Transparent conductive substrates that each include a transparent base, such as glass, and a conductive metal oxide film formed thereon are used for various devices, with a functional thin film being formed on the metal oxide film. Examples of such devices include: photoelectric conversion elements such as optical sensors, solar cells, etc.; image displays such as liquid crystal displays, organic electroluminescence (EL) displays, plasma displays, field emission displays (FEDs), etc.; and light emitting devices such as light emitting diodes, solid state lasers, etc. The transparent conductive substrates may be used also as Low-E (Low-Emissivity) glass, electromagnetic wave shielding glass, defogging glass, etc. for windows of buildings or vehicles, doors of refrigerators for stores, etc. The transparent conductive substrates are useful also as the document glasses of copying machines.
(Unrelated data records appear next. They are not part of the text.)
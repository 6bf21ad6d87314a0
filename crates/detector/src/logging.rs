use crate::config::DetectorConfig;

pub fn setup_logging(config: &DetectorConfig) -> anyhow::Result<()> {
    common::setup_logging(config.environment)
}
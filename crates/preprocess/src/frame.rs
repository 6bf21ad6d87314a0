use thiserror::Error;

/// Channel order of an interleaved 3-channel 8-bit frame.
#[derive(Debug, Clone, Copy, PartialEq, Eq, Default)]
pub enum ColorFormat {
    /// OpenCV order, what the body/head/hand export was trained on.
    #[default]
    Bgr,
    Rgb,
}

#[derive(Error, Debug, PartialEq, Eq)]
pub enum FrameError {
    #[error("Frame has zero area ({width}x{height})")]
    EmptyFrame { width: u32, height: u32 },

    #[error("Buffer size mismatch: expected {expected} bytes for {width}x{height}x3, got {actual}")]
    BufferSizeMismatch {
        width: u32,
        height: u32,
        expected: usize,
        actual: usize,
    },
}

/// Read-only view over an HWC frame. Origin is top-left.
#[derive(Debug, Clone, Copy)]
pub struct FrameView<'a> {
    pixels: &'a [u8],
    width: u32,
    height: u32,
    format: ColorFormat,
}

impl<'a> FrameView<'a> {
    pub fn new(
        pixels: &'a [u8],
        width: u32,
        height: u32,
        format: ColorFormat,
    ) -> Result<Self, FrameError> {
        if width == 0 || height == 0 {
            return Err(FrameError::EmptyFrame { width, height });
        }

        let expected = width as usize * height as usize * 3;
        if pixels.len() != expected {
            return Err(FrameError::BufferSizeMismatch {
                width,
                height,
                expected,
                actual: pixels.len(),
            });
        }

        Ok(Self {
            pixels,
            width,
            height,
            format,
        })
    }

    pub fn pixels(&self) -> &'a [u8] {
        self.pixels
    }

    pub fn width(&self) -> u32 {
        self.width
    }

    pub fn height(&self) -> u32 {
        self.height
    }

    pub fn format(&self) -> ColorFormat {
        self.format
    }
}

#[cfg(test)]
mod tests {
    use super::*;

    /// Test a correctly sized buffer is accepted
    #[test]
    fn test_valid_frame() {
        let pixels = vec![0u8; 4 * 2 * 3];
        let frame = FrameView::new(&pixels, 4, 2, ColorFormat::Rgb).unwrap();

        assert_eq!(frame.width(), 4);
        assert_eq!(frame.height(), 2);
        assert_eq!(frame.format(), ColorFormat::Rgb);
        assert_eq!(frame.pixels().len(), 24);
    }

    /// Test buffer size mismatch detection
    #[test]
    fn test_buffer_size_mismatch_detection() {
        let pixels = vec![0u8; 200]; // Wrong size for 10x10

        let err = FrameView::new(&pixels, 10, 10, ColorFormat::Bgr).unwrap_err();
        assert_eq!(
            err,
            FrameError::BufferSizeMismatch {
                width: 10,
                height: 10,
                expected: 300,
                actual: 200,
            }
        );
        assert!(
            err.to_string().contains("mismatch"),
            "Error should mention mismatch"
        );
    }

    /// Test zero-area frames are rejected
    #[test]
    fn test_empty_frame_rejected() {
        let err = FrameView::new(&[], 0, 10, ColorFormat::Bgr).unwrap_err();
        assert_eq!(err, FrameError::EmptyFrame { width: 0, height: 10 });
    }
}
use thiserror::Error;

/// Conditions the detector itself rejects. Engine failures are not mapped
/// here; they travel unchanged inside `anyhow::Error`.
#[derive(Error, Debug, PartialEq)]
pub enum DetectorError {
    #[error("Raw output must be [N, 7] or [1, N, 7], got {shape:?}")]
    InvalidOutputShape { shape: Vec<usize> },

    #[error("Model input must be [1, 3, H, W], got {dims:?}")]
    InvalidInputShape { dims: Vec<i64> },

    #[error("Model input has dynamic spatial dimensions: {dims:?}")]
    DynamicInputShape { dims: Vec<i64> },

    #[error("Model declares no inputs")]
    MissingInput,

    #[error("Model declares no outputs")]
    MissingOutput,

    #[error("Unknown execution provider '{0}' (expected cpu, cuda or tensorrt)")]
    UnknownExecutionProvider(String),

    #[error("Invalid value '{value}' for {provider} option '{key}'")]
    InvalidProviderOption {
        provider: &'static str,
        key: String,
        value: String,
    },

    #[error("Class score threshold must be finite, got {0}")]
    InvalidThreshold(f32),
}
use common::TelemetryGuard;
use detector::{DetectionPipeline, DetectorConfig, FrameRunner, logging::setup_logging};
use std::io;

#[tokio::main]
async fn main() -> anyhow::Result<()> {
    let config = DetectorConfig::from_env()?;

    // The telemetry guard installs the subscriber itself when an endpoint is set
    let _telemetry = match config.otel_endpoint.as_deref() {
        Some(endpoint) => Some(TelemetryGuard::init(
            "detector",
            endpoint,
            config.environment,
        )?),
        None => {
            setup_logging(&config)?;
            None
        }
    };

    tracing::info!(config = ?config, "Loaded configuration");

    tracing::info!("Loading detection model");
    let pipeline = DetectionPipeline::from_config(&config)?;
    tracing::info!(
        inputs = ?pipeline.backend().input_names(),
        output = pipeline.backend().output_name(),
        class_score_th = pipeline.class_score_th(),
        "Model loaded successfully"
    );

    let stdout = io::stdout();
    let mut runner = FrameRunner::new(pipeline, stdout.lock());
    let summary = runner.run_dir(&config.input_dir)?;

    tracing::info!(
        frames_processed = summary.frames_processed,
        frames_failed = summary.frames_failed,
        total_detections = summary.total_detections,
        "Detection run finished"
    );

    Ok(())
}
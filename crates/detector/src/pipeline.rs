use crate::{
    backend::{InferenceBackend, ModelInputShape},
    error::DetectorError,
    postprocessing::{DetectionSet, PostProcessor},
};
use common::span;
use ndarray::Axis;
use preprocess::{ColorFormat, CpuPreProcessor, FrameView, Preprocess};

/// Image in, detections out: preprocess -> infer -> postprocess.
///
/// Owns its backend exclusively. `detect` takes `&mut self`, so one pipeline
/// serves one frame at a time; the model shape and threshold never change
/// after construction.
pub struct DetectionPipeline<B: InferenceBackend> {
    backend: B,
    preprocessor: CpuPreProcessor,
    postprocessor: PostProcessor,
}

impl<B: InferenceBackend> DetectionPipeline<B> {
    /// Build a pipeline for a BGR-trained model.
    pub fn new(backend: B, class_score_th: f32) -> anyhow::Result<Self> {
        Self::with_channel_order(backend, class_score_th, ColorFormat::Bgr)
    }

    pub fn with_channel_order(
        backend: B,
        class_score_th: f32,
        channel_order: ColorFormat,
    ) -> anyhow::Result<Self> {
        if !class_score_th.is_finite() {
            return Err(DetectorError::InvalidThreshold(class_score_th).into());
        }

        let input_shape = backend.input_shape();
        let preprocessor = CpuPreProcessor::new(input_shape.size(), channel_order);
        let postprocessor = PostProcessor::new(class_score_th, input_shape);

        tracing::debug!(
            width = input_shape.width,
            height = input_shape.height,
            class_score_th,
            channel_order = ?preprocessor.channel_order(),
            "Detection pipeline ready"
        );

        Ok(Self {
            backend,
            preprocessor,
            postprocessor,
        })
    }

    pub fn input_shape(&self) -> ModelInputShape {
        self.postprocessor.input_shape()
    }

    pub fn class_score_th(&self) -> f32 {
        self.postprocessor.class_score_th()
    }

    /// Channel order the model expects; frames in the other order are swapped.
    pub fn channel_order(&self) -> ColorFormat {
        self.preprocessor.channel_order()
    }

    pub fn backend(&self) -> &B {
        &self.backend
    }

    /// Detect bodies, heads and hands in one frame.
    ///
    /// The frame is only read. Backend errors are returned unchanged; an
    /// empty result is not an error.
    pub fn detect(&mut self, frame: &FrameView<'_>) -> anyhow::Result<DetectionSet> {
        let _s = span!("detect", width = frame.width(), height = frame.height());

        let tensor = self.preprocessor.preprocess(frame)?;
        let batched = tensor.insert_axis(Axis(0));

        let raw = {
            let _infer_span = span!("model_inference");
            self.backend.infer(batched.view())?
        };

        let detections = {
            let _post_span = span!("postprocess");
            self.postprocessor
                .parse_detections(&raw.view(), frame.width(), frame.height())?
        };

        tracing::trace!(detections = detections.len(), "Frame detected");

        Ok(detections)
    }
}

#[cfg(feature = "ort-backend")]
impl DetectionPipeline<crate::backend::ort::OrtBackend> {
    /// Load the model described by `config` and wrap it in a pipeline.
    pub fn from_config(config: &crate::config::DetectorConfig) -> anyhow::Result<Self> {
        let backend = crate::backend::ort::OrtBackend::load_model_with_providers(
            &config.model_path,
            &config.execution_providers,
            config.intra_threads,
        )?;
        Self::new(backend, config.class_score_th)
    }
}
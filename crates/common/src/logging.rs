use crate::config::Environment;
use tracing_subscriber::{
    EnvFilter, Layer, Registry, layer::SubscriberExt, util::SubscriberInitExt,
};

/// Filter from `RUST_LOG`, "info" when unset or unparsable.
pub fn env_filter() -> EnvFilter {
    EnvFilter::try_from_default_env().unwrap_or_else(|_| EnvFilter::new("info"))
}

/// Formatting layer: JSON in production, pretty ANSI output in development.
pub fn fmt_layer<S>(environment: Environment) -> Box<dyn Layer<S> + Send + Sync>
where
    S: tracing::Subscriber + for<'a> tracing_subscriber::registry::LookupSpan<'a> + 'static,
{
    match environment {
        Environment::Production => tracing_subscriber::fmt::layer()
            .json()
            .with_level(true)
            .boxed(),
        Environment::Development => tracing_subscriber::fmt::layer()
            .pretty()
            .with_ansi(true)
            .boxed(),
    }
}

/// Install the global subscriber with an additional layer stacked under the
/// formatter (used by telemetry to bridge spans to OpenTelemetry).
pub(crate) fn init_with<L>(environment: Environment, extra: L) -> anyhow::Result<()>
where
    L: Layer<Registry> + Send + Sync + 'static,
{
    let registry = tracing_subscriber::registry().with(extra);
    registry
        .with(env_filter())
        .with(fmt_layer(environment))
        .try_init()?;
    Ok(())
}

/// Initialize tracing subscriber with pretty formatting for development
/// and JSON formatting for production.
///
/// Uses RUST_LOG environment variable for filtering (defaults to "info" if not set).
/// Spans are not exported anywhere; see `TelemetryGuard` for OTLP export.
pub fn setup_logging(environment: Environment) -> anyhow::Result<()> {
    tracing_subscriber::registry()
        .with(env_filter())
        .with(fmt_layer(environment))
        .try_init()?;
    Ok(())
}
A photoelectric conversion element converts optical energy into electric energy or vice versa. For example, a silicon-thin-film solar cell has a configuration in which a silicon film with a photoelectric conversion function and an electrode film (a back electrode film) are formed sequentially on a metal oxide film of a transparent conductive substrate. The silicon-thin-film solar cell converts solar energy into electric energy. The losses caused by the reflection and absorption of light by a transparent conductive substrate as well as the electrical resistance of a metal oxide film decrease the efficiency of conversion of solar energy into electric energy.
For the respective uses that are typified by the photoelectric conversion element, the transparent conductive substrate is required to have both high optical transparency and high conductivity. It is easy to improve each of the optical transparency and the conductivity independently but it is not easy to improve both of them in a well-balanced manner.
It has been well-known to add a suitable dopant, for instance, fluorine, to a metal oxide film, for example, a tin oxide film, to lower the electrical resistance. The dopant improves the conductivity of the metal oxide film but deteriorates the optical transparency of the metal oxide film.
The conventional proposals about improvements in properties of the tin oxide film are described in JP62(1987)-211966A, JP62(1987)-213281A, JP1(1989)-96044A, and JP9(1997)-40442A, for example. The improvements achieved conventionally, however, were insufficient in terms of improving both the optical transparency and the conductivity in a well-balanced manner.